Le renouveau de la littérature russe
La littérature russe du début du XXIème siècle reflète les profonds changements, politiques, économiques, sociaux ou mentaux, qui ont affecté la Russie à la suite de la désintégration de l’URSS. Bien des canons en usage naguère ont éclaté, bien des clivages ou interdits ont disparu, mais d’autres clivages selon des lignes nouvelles sont apparues. De cette métamorphose, de ce bouillonnement qu’est-il resté de la Grande littérature russe, héritière d’une si riche tradition ? Plusieurs numéros de La Revue russe*, publiée par l’Institut d’études slaves, font le bilan de la prose, de la poésie, de l’écriture dramatique, ou de bien des genres littéraires, comme la littérature pour enfants ou la science fiction. On trouvera dans cette série de riches écrits, une rétrospective des thèmes et des auteurs qui constituent un tableau littéraire riche et varié.

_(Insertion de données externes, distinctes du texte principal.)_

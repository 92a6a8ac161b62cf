//! Skillbank
//!
//! Storage, semantic retrieval, and automatic composition of agent skills.
//!
//! # Features
//!
//! - **Repository**: SQLite-backed skill store with version history,
//!   dependencies, tags, execution statistics and a per-skill JSONL log
//! - **Vector Index**: persistent HNSW index over deterministic text
//!   embeddings, with lazy loading and atomic rebuild
//! - **Composer**: task-driven composition with dependency closure,
//!   cycle breaking, topological ordering and coverage analysis
//! - **Manager**: single façade keeping both stores in sync
//!
//! # Architecture
//!
//! ```text
//! Host agent ──► SkillManager ──┬── SkillRepository (SQLite + JSONL history)
//!                               ├── VectorIndex (HNSW + name↔slot mapping)
//!                               └── Composer (closure + Kahn ordering)
//! ```
//!
//! Writes go to the repository first, then to the vector index; a vector
//! failure never loses the repository write and is repaired by
//! [`SkillManager::rebuild_index`].

pub mod composer;
pub mod config;
pub mod embedder;
pub mod error;
pub mod hnsw;
pub mod index;
pub mod manager;
pub mod repository;
pub mod skill;

pub use composer::{
    Composer, CompositionPlan, CompositionSuggestion, CoverageReport, PlanStep, ValidationReport,
};
pub use config::StoreConfig;
pub use embedder::{embedding_text, TextEmbedder};
pub use error::{Result, SkillError};
pub use hnsw::{HnswIndex, HnswParams};
pub use index::{IndexStats, SearchHit, VectorIndex};
pub use manager::{SkillManager, SkillMatch, TierResults};
pub use repository::SkillRepository;
pub use skill::{ExecutionRecord, Skill, SkillStats, SkillType, SkillVersion, SystemStats};
impl SkillManager {
    /// Open (or create) the store under `config.storage_dir`.
    pub fn open(config: StoreConfig) -> Result<Self> {
        let repository = SkillRepository::open(&config.storage_dir)?;
        let index = VectorIndex::open(config.storage_dir.join("index"), hnsw_params(&config))?;
        info!("Skill manager initialized at {}", config.storage_dir.display());
        Ok(Self {
            config,
            repository,
            index,
        })
    }

    /// Open with no embedding backend: writes succeed, semantic search
    /// returns empty results until an embedder is installed and
    /// `rebuild_index()` runs.
    pub fn open_without_embeddings(config: StoreConfig) -> Result<Self> {
        let repository = SkillRepository::open(&config.storage_dir)?;
        let index = VectorIndex::open_without_embedder(
            config.storage_dir.join("index"),
            hnsw_params(&config),
        )?;
        info!(
            "Skill manager initialized at {} (embeddings disabled)",
            config.storage_dir.display()
        );
        Ok(Self {
            config,
            repository,
            index,
        })
    }

    /// Install the embedding backend after the fact.
    pub fn set_embedder(&self, embedder: TextEmbedder) {
        self.index.set_embedder(embedder);
    }

    pub fn embeddings_enabled(&self) -> bool {
        self.index.embeddings_enabled()
    }

    pub fn config(&self) -> &StoreConfig {
        &self.config
    }

    /// Add a new skill and index it (under `auto_sync`).
    pub fn add_skill(
        &self,
        name: &str,
        content: &str,
        skill_type: SkillType,
        description: Option<&str>,
        tags: &[&str],
        dependencies: &[&str],
    ) -> Result<i64> {
        let id = self
            .repository
            .add_skill(name, content, skill_type, description, tags, dependencies)?;

        if self.config.auto_sync {
            let text = embedding_text(name, description.unwrap_or(""), content);
            self.sync_upsert(name, skill_type, &text);
        }
        Ok(id)
    }

    /// Update content (new version) and re-index. Returns the new version.
    pub fn update_skill(
        &self,
        name: &str,
        content: &str,
        change_description: Option<&str>,
    ) -> Result<i64> {
        let version = self
            .repository
            .update_skill(name, content, change_description)?;

        if self.config.auto_sync {
            if let Some(skill) = self.repository.get_skill(name)? {
                let text = embedding_text(name, &skill.description, content);
                self.sync_upsert(name, skill.skill_type, &text);
            }
        }
        Ok(version)
    }

    /// Delete a skill everywhere. Returns false when the name was absent.
    pub fn delete_skill(&self, name: &str) -> Result<bool> {
        let deleted = self.repository.delete_skill(name)?;

        if deleted && self.config.auto_sync {
            match self.index.remove(name).and_then(|_| self.index.save()) {
                Ok(()) => {}
                Err(e) => warn!(
                    "Vector removal failed for '{}': {} (run rebuild_index() to repair)",
                    name, e
                ),
            }
        }
        Ok(deleted)
    }

    pub fn get_skill(&self, name: &str) -> Result<Option<Skill>> {
        self.repository.get_skill(name)
    }

    pub fn list_skills(&self, skill_type: Option<SkillType>, tags: &[&str]) -> Result<Vec<Skill>> {
        self.repository.list_skills(skill_type, tags)
    }

    pub fn get_versions(&self, name: &str) -> Result<Vec<SkillVersion>> {
        self.repository.get_versions(name)
    }

    pub fn set_dependencies(&self, name: &str, dependencies: &[&str]) -> Result<()> {
        self.repository.set_dependencies(name, dependencies)
    }

    /// Record one execution outcome; see
    /// [`SkillRepository::record_execution`].
    pub fn record_execution(
        &self,
        name: &str,
        success: bool,
        execution_time_ms: Option<f64>,
        context: Option<Value>,
    ) -> Result<()> {
        self.repository
            .record_execution(name, success, execution_time_ms, context)
    }

    pub fn get_skill_stats(&self, name: &str) -> Result<Option<SkillStats>> {
        self.repository.get_skill_stats(name)
    }

    /// Execution history tail; `limit` defaults to
    /// `config.history_tail_default`.
    pub fn get_history(&self, name: &str, limit: Option<usize>) -> Result<Vec<ExecutionRecord>> {
        self.repository
            .get_history(name, limit.unwrap_or(self.config.history_tail_default))
    }

    /// Semantic search hydrated against the repository.
    pub fn search_skills(
        &self,
        query: &str,
        limit: usize,
        skill_type: Option<SkillType>,
    ) -> Result<Vec<SkillMatch>> {
        let hits = self.index.query(query, limit, skill_type)?;

        let mut matches = Vec::with_capacity(hits.len());
        for hit in hits {
            let Some(skill) = self.repository.get_skill(&hit.skill_name)? else {
                continue;
            };
            if let Some(filter) = skill_type {
                if skill.skill_type != filter {
                    continue;
                }
            }
            matches.push(SkillMatch {
                skill_name: hit.skill_name,
                score: hit.score,
                skill_type: skill.skill_type,
                description: skill.description,
                tags: skill.tags,
            });
        }
        Ok(matches)
    }

    /// Three independent tier-filtered searches.
    pub fn hierarchical_search(&self, query: &str, per_level: usize) -> Result<TierResults> {
        Ok(TierResults {
            meta: self.search_skills(query, per_level, Some(SkillType::Meta))?,
            composite: self.search_skills(query, per_level, Some(SkillType::Composite))?,
            basic: self.search_skills(query, per_level, Some(SkillType::Basic))?,
        })
    }

    /// Compose an ordered plan for a task.
    pub fn compose_for_task(&self, task: &str, max_skills: usize) -> Result<CompositionPlan> {
        self.composer().compose_for_task(task, max_skills)
    }

    pub fn validate_composition(&self, plan: &CompositionPlan) -> Result<ValidationReport> {
        self.composer().validate_composition(plan)
    }

    pub fn analyze_coverage(&self, task: &str) -> Result<CoverageReport> {
        self.composer().analyze_coverage(task)
    }

    pub fn suggest_compositions(&self, task: &str, n: usize) -> Result<Vec<CompositionSuggestion>> {
        self.composer().suggest_compositions(task, n)
    }

    /// Rebuild the vector index from the repository. The canonical
    /// catch-up path after bulk imports or vector-sync failures.
    pub fn rebuild_index(&self) -> Result<()> {
        let skills = self.repository.list_skills(None, &[])?;
        let entries: Vec<(String, SkillType, String)> = skills
            .iter()
            .map(|s| {
                (
                    s.name.clone(),
                    s.skill_type,
                    embedding_text(&s.name, &s.description, &s.content),
                )
            })
            .collect();

        self.index.rebuild(&entries)?;
        info!("Index rebuilt with {} skills", entries.len());
        Ok(())
    }

    /// Rebuild only when the repository and the index disagree on the set
    /// of indexed names.
    pub fn sync(&self) -> Result<()> {
        let repo_names: BTreeSet<String> = self
            .repository
            .list_skills(None, &[])?
            .into_iter()
            .map(|s| s.name)
            .collect();
        let index_names: BTreeSet<String> = self.index.indexed_names()?.into_iter().collect();

        if repo_names != index_names {
            info!("Vector index diverged from repository; rebuilding");
            self.rebuild_index()?;
        }
        Ok(())
    }

    /// Aggregate totals across the store.
    pub fn get_system_stats(&self) -> Result<SystemStats> {
        let skills = self.repository.list_skills(None, &[])?;

        let mut stats = SystemStats {
            total_skills: skills.len(),
            skills_by_type: Default::default(),
            total_executions: 0,
            total_successes: 0,
            overall_success_rate: 0.0,
        };
        for skill in &skills {
            *stats
                .skills_by_type
                .entry(skill.skill_type.as_str().to_string())
                .or_insert(0) += 1;
            stats.total_executions += skill.usage_count;
            stats.total_successes += skill.success_count;
        }
        if stats.total_executions > 0 {
            stats.overall_success_rate =
                stats.total_successes as f64 / stats.total_executions as f64;
        }
        Ok(stats)
    }

    pub fn index_stats(&self) -> Result<IndexStats> {
        self.index.stats()
    }

    /// Write a skill to disk: YAML front matter (name, description,
    /// skill_type, tags, plus any keys carried in the metadata blob)
    /// followed by the content verbatim.
    pub fn export_skill(&self, name: &str, path: &Path) -> Result<()> {
        let skill = self
            .get_skill(name)?
            .ok_or_else(|| SkillError::UnknownSkill(name.to_string()))?;

        if let Some(parent) = path.parent() {
            std::fs::create_dir_all(parent).map_err(|e| SkillError::io(parent, e))?;
        }

        let extra = match self.repository.get_metadata(name)? {
            Some(Value::Object(map)) => map.into_iter().collect(),
            _ => BTreeMap::new(),
        };
        let front = FrontMatter {
            name: skill.name,
            description: skill.description,
            skill_type: skill.skill_type.as_str().to_string(),
            tags: skill.tags,
            extra,
        };
        let yaml = serde_yaml_bw::to_string(&front)
            .map_err(|e| SkillError::IntegrityViolation(e.to_string()))?;

        let document = format!("---\n{}---\n{}", yaml, skill.content);
        std::fs::write(path, document).map_err(|e| SkillError::io(path, e))?;

        info!("Exported skill '{}' to {}", name, path.display());
        Ok(())
    }

    /// Import a skill file written by [`export_skill`](Self::export_skill).
    ///
    /// Without front matter the whole file becomes the content, named after
    /// the file stem, typed basic. Front-matter keys beyond the known set
    /// are kept in the skill's metadata blob and survive a later export.
    /// An existing name fails `DuplicateName`.
    pub fn import_skill_from_file(&self, path: &Path) -> Result<i64> {
        let text = std::fs::read_to_string(path).map_err(|e| SkillError::io(path, e))?;

        let parsed = split_front_matter(&text).and_then(|(yaml, body)| {
            match serde_yaml_bw::from_str::<FrontMatter>(yaml) {
                Ok(front) => Some((front, body)),
                Err(e) => {
                    warn!("Unreadable front matter in {}: {}", path.display(), e);
                    None
                }
            }
        });

        let (front, body) = match parsed {
            Some((front, body)) => (front, body.to_string()),
            None => {
                let stem = path
                    .file_stem()
                    .and_then(|s| s.to_str())
                    .unwrap_or("imported_skill");
                (
                    FrontMatter {
                        name: stem.to_string(),
                        description: String::new(),
                        skill_type: "basic".to_string(),
                        tags: Vec::new(),
                        extra: BTreeMap::new(),
                    },
                    text.clone(),
                )
            }
        };

        let skill_type = SkillType::parse(&front.skill_type)
            .ok_or_else(|| SkillError::InvalidType(front.skill_type.clone()))?;
        let tags: Vec<&str> = front.tags.iter().map(String::as_str).collect();

        let id = self.add_skill(
            &front.name,
            &body,
            skill_type,
            Some(&front.description),
            &tags,
            &[],
        )?;

        // Unknown front-matter keys ride along in the metadata blob so a
        // later export can re-emit them.
        if !front.extra.is_empty() {
            let map: serde_json::Map<String, Value> = front.extra.into_iter().collect();
            self.repository.set_metadata(&front.name, &Value::Object(map))?;
        }

        info!("Imported skill '{}' from {}", front.name, path.display());
        Ok(id)
    }

    fn composer(&self) -> Composer<'_> {
        Composer::new(&self.repository, &self.index)
    }

    fn sync_upsert(&self, name: &str, skill_type: SkillType, text: &str) {
        match self
            .index
            .upsert(name, skill_type, text)
            .and_then(|_| self.index.save())
        {
            Ok(()) => {}
            Err(e) => warn!(
                "Vector sync failed for '{}': {} (run rebuild_index() to repair)",
                name, e
            ),
        }
    }
}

Y prédominent les thèmes de la guerre, toujours présente dans la psyché collective, de la Grande guerre patriotique à la Tchétchénie, en passant par l’Afghanistan, l’enfermement dans le quotidien, la prison familiale ou sentimentale, la littérature « trash », celle des femmes, dont la voix s’est libérée et qui donnent une vision concrète, vivante du monde, sans oublier les plongées dans le psychisme, la prose autobiographique, l’utopie. L’amour reste présent et l’on constate le retour d’un nouveau sentimentalisme. Quant au théâtre et au cinéma russes, vibrants de vitalité et d’imagination, ils s’abreuvent en partie, à ces deux immenses sources que sont Stanislavski et Eisenstein. La création littéraire russe de ce début du XXIème se cherche encore, comme partout dans le monde. Sa force créatrice n’a pas disparu, elle s’apprête à déferler, avec son cortège de thèmes et ses formes qui se renouvellent sans cesse. Masse ou élite ? Réalisme ou post-modernisme ? Réel ou irrationnel ? Singulier ou pluriel ? Masculin ou féminin ? Passé ou présent ? Orient ou occident ? La spirale de la prose russe se déploie en repoussant maintes barrières pour laisser la place à une inspiration puissante et originale. P.B.
* La Revue russe, « La littérature russe à l’aube du XXI ème siècle », n° 26, 2005, « Du spirituel au théâtre et au cinéma », n° 29, 2007, « Le premier quinquennat de la prose russe du XXIème siècle, Institut d’études slaves », 2006.